I punched him in the grill and kicked him over the edge.
If he’d thought to conjure a parachute rather than a blade, he might have fared better.
Emma stood on the edge of the cliff, coiling her legs but lacking the resolution to leap.
“Computer!” I yelled. “Take us closer!”
“We might crash into the cliff!” Computer said.
The wind was strong and shoved the ship side to side.
It was a miracle we hadn’t crashed already.
Three Shadow teams descended on our position, each opening fire with Shadow pistols.
“Just do it!” I ordered.
I stood up and hooked my arm around the pneumatic arm.
“Emma!” I shouted. “Jump!”
“I can’t!” she said.
She looked terrified and couldn’t take her eyes from that precipitous fall.

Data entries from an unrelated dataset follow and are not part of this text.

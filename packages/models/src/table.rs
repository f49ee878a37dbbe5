//! Tabular and time-series views over typed feature collections.
//!
//! A [`Table`] has one row per feature. The leading columns are always
//! `id`, `geometry_type`, `longitude` and `latitude`, followed by the parsed
//! date columns each record type declares, followed by every property under
//! its wire (API) name. Rows that lack a column hold `null`.

use std::cmp::Ordering;
use std::collections::HashMap;

use chrono::{DateTime, Utc};
use serde::Serialize;
use serde_json::Value;

use crate::FeatureCollection;
use crate::dates::parse_api_datetime;

const BASE_COLUMNS: &[&str] = &["id", "geometry_type", "longitude", "latitude"];

/// Errors raised when reading columns out of a [`Table`].
#[derive(Debug, Clone, PartialEq, Eq, thiserror::Error)]
pub enum TableError {
    /// The requested column does not exist.
    #[error("Unknown column '{0}'")]
    UnknownColumn(String),

    /// The record type has no default series definition.
    #[error("No default series is defined for this collection")]
    NoDefaultSeries,
}

/// Property types that can be flattened into a [`Table`].
pub trait TableRecord: Serialize {
    /// Column used to order rows chronologically, if any.
    const PRIMARY_DATE: Option<&'static str> = None;

    /// Default `(index, data)` columns for [`FeatureCollection::to_series`].
    const DEFAULT_SERIES: Option<(&'static str, &'static str)> = None;

    /// Parsed date columns added in front of the raw properties.
    fn date_columns(&self) -> Vec<(&'static str, Option<DateTime<Utc>>)> {
        Vec::new()
    }
}

/// Rows and columns flattened from a feature collection.
#[derive(Debug, Clone, PartialEq, Default)]
pub struct Table {
    /// Column names in display order.
    pub columns: Vec<String>,
    /// One row per feature, aligned with `columns`.
    pub rows: Vec<Vec<Value>>,
}

impl Table {
    /// Flattens a typed collection into a table.
    #[must_use]
    pub fn from_collection<P: TableRecord>(collection: &FeatureCollection<P>) -> Self {
        let mut columns: Vec<String> = BASE_COLUMNS.iter().map(|c| (*c).to_owned()).collect();
        let mut positions: HashMap<String, usize> = columns
            .iter()
            .enumerate()
            .map(|(i, c)| (c.clone(), i))
            .collect();
        let mut records: Vec<Vec<(String, Value)>> = Vec::with_capacity(collection.len());

        for feature in collection {
            let point = feature.point();
            let mut cells: Vec<(String, Value)> = vec![
                ("id".to_owned(), Value::String(feature.id.clone())),
                (
                    "geometry_type".to_owned(),
                    feature
                        .geometry_type()
                        .map_or(Value::Null, |t| Value::String(t.to_owned())),
                ),
                (
                    "longitude".to_owned(),
                    point.map_or(Value::Null, |(lon, _)| Value::from(lon)),
                ),
                (
                    "latitude".to_owned(),
                    point.map_or(Value::Null, |(_, lat)| Value::from(lat)),
                ),
            ];

            for (name, date) in feature.properties.date_columns() {
                cells.push((
                    name.to_owned(),
                    date.map_or(Value::Null, |d| Value::String(d.to_rfc3339())),
                ));
            }

            if let Ok(Value::Object(properties)) = serde_json::to_value(&feature.properties) {
                for (key, value) in properties {
                    if !cells.iter().any(|(name, _)| *name == key) {
                        cells.push((key, value));
                    }
                }
            }

            for (name, _) in &cells {
                if !positions.contains_key(name) {
                    positions.insert(name.clone(), columns.len());
                    columns.push(name.clone());
                }
            }
            records.push(cells);
        }

        let rows = records
            .into_iter()
            .map(|cells| {
                let mut row = vec![Value::Null; columns.len()];
                for (name, value) in cells {
                    row[positions[&name]] = value;
                }
                row
            })
            .collect();

        Self { columns, rows }
    }

    /// Number of rows.
    #[must_use]
    pub fn len(&self) -> usize {
        self.rows.len()
    }

    /// Returns `true` if the table has no rows.
    #[must_use]
    pub fn is_empty(&self) -> bool {
        self.rows.is_empty()
    }

    /// Returns the position of a column.
    ///
    /// # Errors
    ///
    /// Returns [`TableError::UnknownColumn`] if no such column exists.
    pub fn column_index(&self, name: &str) -> Result<usize, TableError> {
        self.columns
            .iter()
            .position(|c| c == name)
            .ok_or_else(|| TableError::UnknownColumn(name.to_owned()))
    }

    /// Returns every value of a column, top to bottom.
    ///
    /// # Errors
    ///
    /// Returns [`TableError::UnknownColumn`] if no such column exists.
    pub fn column(&self, name: &str) -> Result<Vec<&Value>, TableError> {
        let idx = self.column_index(name)?;
        Ok(self.rows.iter().map(|row| &row[idx]).collect())
    }

    /// Sorts rows ascending by a column. Nulls sort last.
    ///
    /// # Errors
    ///
    /// Returns [`TableError::UnknownColumn`] if no such column exists.
    pub fn sort_by_column(&mut self, name: &str) -> Result<(), TableError> {
        let idx = self.column_index(name)?;
        self.sort_rows(idx);
        Ok(())
    }

    fn sort_rows(&mut self, idx: usize) {
        self.rows.sort_by(|a, b| compare_values(&a[idx], &b[idx]));
    }

    /// Extracts a numeric series indexed by another column.
    ///
    /// Values that are neither numbers nor numeric strings become `None`.
    ///
    /// # Errors
    ///
    /// Returns [`TableError::UnknownColumn`] if either column is missing.
    pub fn series(&self, index: &str, data: &str) -> Result<Series, TableError> {
        let index_idx = self.column_index(index)?;
        let data_idx = self.column_index(data)?;

        Ok(Series {
            index_name: index.to_owned(),
            name: data.to_owned(),
            index: self.rows.iter().map(|row| row[index_idx].clone()).collect(),
            values: self.rows.iter().map(|row| as_f64(&row[data_idx])).collect(),
        })
    }

    /// Writes the table as CSV with a header row.
    ///
    /// # Errors
    ///
    /// Returns [`csv::Error`] if writing fails.
    pub fn write_csv<W: std::io::Write>(&self, writer: W) -> Result<(), csv::Error> {
        let mut csv_writer = csv::Writer::from_writer(writer);
        csv_writer.write_record(&self.columns)?;
        for row in &self.rows {
            csv_writer.write_record(row.iter().map(cell_text))?;
        }
        csv_writer.flush()?;
        Ok(())
    }
}

/// A numeric series extracted from a [`Table`].
#[derive(Debug, Clone, PartialEq, Default)]
pub struct Series {
    /// Name of the index column.
    pub index_name: String,
    /// Name of the data column.
    pub name: String,
    /// Index values, one per row.
    pub index: Vec<Value>,
    /// Data values, one per row.
    pub values: Vec<Option<f64>>,
}

impl Series {
    /// Number of points.
    #[must_use]
    pub fn len(&self) -> usize {
        self.values.len()
    }

    /// Returns `true` if the series has no points.
    #[must_use]
    pub fn is_empty(&self) -> bool {
        self.values.is_empty()
    }

    /// Iterates over `(index, value)` pairs.
    pub fn iter(&self) -> impl Iterator<Item = (&Value, Option<f64>)> {
        self.index.iter().zip(self.values.iter().copied())
    }

    /// Returns the points whose index parses as a date and whose value is
    /// present.
    #[must_use]
    pub fn time_points(&self) -> Vec<(DateTime<Utc>, f64)> {
        self.iter()
            .filter_map(|(idx, value)| {
                let at = idx.as_str().and_then(parse_api_datetime)?;
                Some((at, value?))
            })
            .collect()
    }
}

impl<P: TableRecord> FeatureCollection<P> {
    /// Flattens the collection into a [`Table`] in response order.
    #[must_use]
    pub fn to_table(&self) -> Table {
        Table::from_collection(self)
    }

    /// Flattens the collection and orders rows by the record's primary
    /// date column, when it has one.
    #[must_use]
    pub fn to_sorted_table(&self) -> Table {
        let mut table = self.to_table();
        if let Some(idx) = P::PRIMARY_DATE.and_then(|column| table.column_index(column).ok()) {
            table.sort_rows(idx);
        }
        table
    }

    /// Extracts the record type's default series, sorted by date.
    ///
    /// # Errors
    ///
    /// Returns [`TableError::NoDefaultSeries`] if the record type does not
    /// define one.
    pub fn to_series(&self) -> Result<Series, TableError> {
        let (index, data) = P::DEFAULT_SERIES.ok_or(TableError::NoDefaultSeries)?;
        self.to_sorted_table().series(index, data)
    }
}

fn as_f64(value: &Value) -> Option<f64> {
    match value {
        Value::Number(n) => n.as_f64(),
        Value::String(s) => s.trim().parse().ok(),
        _ => None,
    }
}

fn cell_text(value: &Value) -> String {
    match value {
        Value::Null => String::new(),
        Value::String(s) => s.clone(),
        other => other.to_string(),
    }
}

fn compare_values(a: &Value, b: &Value) -> Ordering {
    match (a, b) {
        (Value::Null, Value::Null) => Ordering::Equal,
        (Value::Null, _) => Ordering::Greater,
        (_, Value::Null) => Ordering::Less,
        (Value::Number(x), Value::Number(y)) => x
            .as_f64()
            .partial_cmp(&y.as_f64())
            .unwrap_or(Ordering::Equal),
        (Value::String(x), Value::String(y)) => x.cmp(y),
        (x, y) => x.to_string().cmp(&y.to_string()),
    }
}

#[cfg(test)]
mod tests {
    use serde_json::json;

    use super::*;
    use crate::observed::MeasurementProperties;

    fn measurements() -> FeatureCollection<MeasurementProperties> {
        let feature = |id: &str, date: &str, level: f64| {
            json!({
                "type": "Feature",
                "id": id,
                "geometry": {"type": "Point", "coordinates": [16.1, 58.7]},
                "properties": {
                    "platsbeteckning": "95_2",
                    "obsdatum": date,
                    "grundvattenniva_m_o_h": level,
                },
            })
        };
        FeatureCollection::from_value(json!({
            "type": "FeatureCollection",
            "features": [
                feature("nivaer.2", "2023-02-01T00:00:00Z", 2.55),
                feature("nivaer.1", "2023-01-01T00:00:00Z", 2.45),
            ],
            "numberMatched": 2,
            "numberReturned": 2,
        }))
        .unwrap()
    }

    #[test]
    fn flattens_geometry_and_properties() {
        let table = measurements().to_table();

        assert_eq!(&table.columns[..4], BASE_COLUMNS);
        assert!(table.columns.iter().any(|c| c == "observation_date"));
        assert!(table.columns.iter().any(|c| c == "platsbeteckning"));
        assert!(table.columns.iter().any(|c| c == "grundvattenniva_m_o_h"));
        assert_eq!(table.len(), 2);
        assert_eq!(table.column("longitude").unwrap()[0], &json!(16.1));
        assert_eq!(table.column("geometry_type").unwrap()[0], &json!("Point"));
    }

    #[test]
    fn sorted_table_orders_by_primary_date() {
        let table = measurements().to_sorted_table();
        let ids: Vec<&Value> = table.column("id").unwrap();
        assert_eq!(ids, vec![&json!("nivaer.1"), &json!("nivaer.2")]);
    }

    #[test]
    fn default_series_uses_date_index() {
        let series = measurements().to_series().unwrap();

        assert_eq!(series.index_name, "observation_date");
        assert_eq!(series.name, "grundvattenniva_m_o_h");
        assert_eq!(series.values, vec![Some(2.45), Some(2.55)]);
        assert_eq!(series.time_points().len(), 2);
    }

    #[test]
    fn series_rejects_unknown_columns() {
        let table = measurements().to_table();

        assert_eq!(
            table.series("invalid_column", "grundvattenniva_m_o_h"),
            Err(TableError::UnknownColumn("invalid_column".to_owned()))
        );
        assert_eq!(
            table.series("id", "invalid_column"),
            Err(TableError::UnknownColumn("invalid_column".to_owned()))
        );
    }

    #[test]
    fn writes_csv_with_header() {
        let table = measurements().to_sorted_table();
        let mut out = Vec::new();
        table.write_csv(&mut out).unwrap();
        let text = String::from_utf8(out).unwrap();

        let mut lines = text.lines();
        assert!(lines.next().unwrap().starts_with("id,geometry_type,longitude,latitude"));
        assert!(lines.next().unwrap().starts_with("nivaer.1,Point,16.1,58.7"));
    }

    #[test]
    fn empty_collection_yields_header_only_table() {
        let empty: FeatureCollection<MeasurementProperties> =
            FeatureCollection::from_value(json!({"type": "FeatureCollection", "features": []}))
                .unwrap();

        let table = empty.to_table();
        assert!(table.is_empty());
        assert_eq!(table.columns.len(), BASE_COLUMNS.len());

        let sorted = empty.to_sorted_table();
        assert!(sorted.is_empty());
        assert_eq!(sorted, table);
    }
}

After everything she’d been through, she couldn’t let it end here like this.
“Emma,” I said softly.
And despite the whining engine and the screaming crowd and the wind blowing her skirts, she heard me.
Her eyes locked onto mine.
“Join me,” I said.
A steely resolve slid across her face and that confidence I had long since fallen in love about her came to the fore.
I extended my free arm toward her.
The guards had covered half the distance already.
Their aim was getting sharper, closer.
Emma pulled her arms back, coiled her legs, and leaped toward me.
She sailed over the edge of the cliff.
A sharp wind buffeted the ship and Computer struggled to keep the ship’s ass down.
Emma wasn’t going to make it.
I needed all the length I could get.
I released my elbow from its fortified position around the stabilizing arm and extended my free hand.
We moved toward each other, inch by inch, and the noises and the screams and the firing pistols faded to silence.
Her eyes locked onto mine.
Mine locked onto hers.
And I could see she knew just as well as I did that no matter what happened in the next couple of seconds, whether the wind blew the ship’s ass down and allowed her to reach me or performed the opposite movement, we were going to end up together.
If she made the jump, we would sail off and live the rest of our lives happy.
If she failed, I would release the strut and sail to oblivion below.
I was going to be with her one way or the other.
But boy, did I have a preference.
Her hand missed mine and instead caught my wrist.
She swung forward and I moved with her.
Her grip loosened so I shifted my hand position and snatched her wrist.
I pulled her up with a single heave that I should never have been capable of.
I drew her inside, wrapped my arms around her, and lost my balance.
We fell back onto the floor.
The Shadow guards maintained their fire but as Computer raised us into the stratosphere, their shots were nothing but desperation.
“Raise the ramp!” I said.
The ramp rose and thumped into place.